#### Recorded data:

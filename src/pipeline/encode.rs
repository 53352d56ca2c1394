//! Binary payloads: base64 wrapping, `data:` URIs and thumbnails.
//!
//! Every binary in a result (screenshot, figure image, thumbnail) travels as
//! an [`EncodedBinary`]. Payloads above the configured byte bound keep their
//! metadata but lose `data` so a single page screenshot cannot blow up the
//! result document.

use crate::output::EncodedBinary;
use base64::{
    engine::general_purpose::{STANDARD, STANDARD_NO_PAD, URL_SAFE, URL_SAFE_NO_PAD},
    Engine as _,
};
use image::DynamicImage;
use std::io::Cursor;
use tracing::debug;

/// Wrap raw bytes as base64.
pub fn encode_binary(bytes: &[u8], mime_type: &str) -> EncodedBinary {
    EncodedBinary {
        mime_type: mime_type.to_string(),
        encoding: "base64".to_string(),
        byte_len: bytes.len(),
        omitted: false,
        data: Some(STANDARD.encode(bytes)),
    }
}

/// Wrap an already-base64 payload (e.g. a crawler screenshot).
pub fn from_base64(data: &str, mime_type: &str) -> Option<EncodedBinary> {
    let bytes = decode_base64(data)?;
    Some(encode_binary(&bytes, mime_type))
}

/// Parse a `data:<mime>;base64,<payload>` URI.
pub fn from_data_uri(uri: &str) -> Option<EncodedBinary> {
    let rest = uri.trim().strip_prefix("data:")?;
    let (header, payload) = rest.split_once(',')?;
    let mime = header.split(';').next().filter(|m| !m.is_empty()).unwrap_or("application/octet-stream");
    if !header.to_ascii_lowercase().contains(";base64") {
        return None;
    }
    from_base64(payload, mime)
}

/// Lenient base64 decoding: whitespace is ignored, standard and URL-safe
/// alphabets with or without padding are accepted.
pub fn decode_base64(data: &str) -> Option<Vec<u8>> {
    let compact: String = data.chars().filter(|c| !c.is_whitespace()).collect();
    if compact.is_empty() {
        return None;
    }
    [&STANDARD, &STANDARD_NO_PAD, &URL_SAFE, &URL_SAFE_NO_PAD]
        .into_iter()
        .find_map(|engine| engine.decode(&compact).ok())
}

/// Drop `data` when the payload exceeds `max_bytes`. Idempotent.
pub fn bound(binary: &mut EncodedBinary, max_bytes: usize) {
    if binary.byte_len > max_bytes && binary.data.is_some() {
        debug!(
            "Omitting {} payload of {} bytes (limit {})",
            binary.mime_type, binary.byte_len, max_bytes
        );
        binary.data = None;
        binary.omitted = true;
    }
}

/// Encode an image as PNG bytes.
pub fn encode_png(img: &DynamicImage) -> Result<Vec<u8>, image::ImageError> {
    let mut buf = Vec::new();
    img.write_to(&mut Cursor::new(&mut buf), image::ImageFormat::Png)?;
    Ok(buf)
}

/// Downscale so the longest edge is at most `max_edge`; smaller images are
/// returned unchanged.
pub fn thumbnail(img: &DynamicImage, max_edge: u32) -> DynamicImage {
    if img.width() <= max_edge && img.height() <= max_edge {
        img.clone()
    } else {
        img.thumbnail(max_edge, max_edge)
    }
}

#[cfg(test)]
mod tests {
    use super::*;
    use image::{Rgba, RgbaImage};

    #[test]
    fn encode_small_image() {
        let img = DynamicImage::ImageRgba8(RgbaImage::from_pixel(10, 10, Rgba([255, 0, 0, 255])));
        let png = encode_png(&img).expect("encode should succeed");
        let data = encode_binary(&png, "image/png");
        assert_eq!(data.mime_type, "image/png");
        assert_eq!(data.byte_len, png.len());
        let decoded = STANDARD.decode(data.data.unwrap()).expect("valid base64");
        assert_eq!(decoded, png);
    }

    #[test]
    fn thumbnail_caps_longest_edge() {
        let img = DynamicImage::ImageRgba8(RgbaImage::new(2000, 500));
        let t = thumbnail(&img, 512);
        assert_eq!(t.width(), 512);
        assert!(t.height() <= 128);
        let small = DynamicImage::ImageRgba8(RgbaImage::new(20, 10));
        assert_eq!(thumbnail(&small, 512).width(), 20);
    }

    #[test]
    fn data_uri_parsing() {
        let b = from_data_uri("data:image/png;base64,aGVsbG8=").unwrap();
        assert_eq!(b.mime_type, "image/png");
        assert_eq!(b.byte_len, 5);
        assert!(from_data_uri("data:text/plain,hello").is_none());
        assert!(from_data_uri("https://example.com/a.png").is_none());
    }

    #[test]
    fn lenient_base64() {
        assert_eq!(decode_base64("aGVs\nbG8=").unwrap(), b"hello");
        assert_eq!(decode_base64("aGVsbG8").unwrap(), b"hello");
        assert!(decode_base64("   ").is_none());
        assert!(decode_base64("***").is_none());
    }

    #[test]
    fn bound_omits_large_payloads_once() {
        let mut b = encode_binary(&[0u8; 100], "image/png");
        bound(&mut b, 1000);
        assert!(b.data.is_some());
        bound(&mut b, 10);
        assert!(b.omitted);
        assert!(b.data.is_none());
        assert_eq!(b.byte_len, 100);
        let snapshot = b.clone();
        bound(&mut b, 10);
        assert_eq!(b, snapshot);
    }
}
//! Poppler's `pdftotext` as a subprocess.
//!
//! Text goes to stdout (`-`); pages are separated by form feeds.

use super::{run_tool, Backend, BackendContext, BackendId, PdfInfo, RawBackendOutput};
use crate::capability::Capability;
use crate::config::Options;
use crate::error::AdapterError;
use crate::pipeline::input::ResolvedInput;
use async_trait::async_trait;
use std::ffi::OsString;

pub struct PdftotextBackend;

/// Translate the option bag into `pdftotext` arguments.
pub fn build_args(input: &ResolvedInput, options: &Options) -> Vec<OsString> {
    let mut args: Vec<OsString> = Vec::new();
    if options.bool_or("layout", true) {
        args.push("-layout".into());
    }
    args.push("-enc".into());
    args.push("UTF-8".into());
    if let Some(first) = options.get_u64("first_page").filter(|p| *p > 0) {
        args.push("-f".into());
        args.push(first.to_string().into());
    }
    if let Some(last) = options.get_u64("last_page").filter(|p| *p > 0) {
        args.push("-l".into());
        args.push(last.to_string().into());
    }
    if let Some(password) = options.get_str("password") {
        args.push("-upw".into());
        args.push(password.into());
    }
    args.push(input.path().as_os_str().to_owned());
    args.push("-".into());
    args
}

/// Split `pdftotext` output into pages. The trailing form feed after the
/// last page does not start a new page.
pub fn split_pages(stdout: &str) -> Vec<String> {
    let body = stdout.strip_suffix('\u{000C}').unwrap_or(stdout);
    if body.trim().is_empty() {
        return Vec::new();
    }
    body.split('\u{000C}').map(str::to_string).collect()
}

#[async_trait]
impl Backend for PdftotextBackend {
    fn id(&self) -> BackendId {
        BackendId::Pdftotext
    }

    fn required_capabilities(&self) -> &[Capability] {
        &[Capability::Pdftotext]
    }

    async fn invoke(
        &self,
        input: &ResolvedInput,
        options: &Options,
        ctx: &BackendContext,
    ) -> Result<RawBackendOutput, AdapterError> {
        let output = run_tool(self.id(), "pdftotext", build_args(input, options), ctx).await?;
        if !output.success() {
            return Err(output.exit_failure(self.id()));
        }

        let pages = split_pages(&output.stdout_lossy());
        Ok(RawBackendOutput::PdfPages {
            pages,
            info: PdfInfo::default(),
        })
    }
}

#### Exercise details:
Once you have counted every line above that contains the string "height", give that number and nothing more.

#### Result for this exercise:
2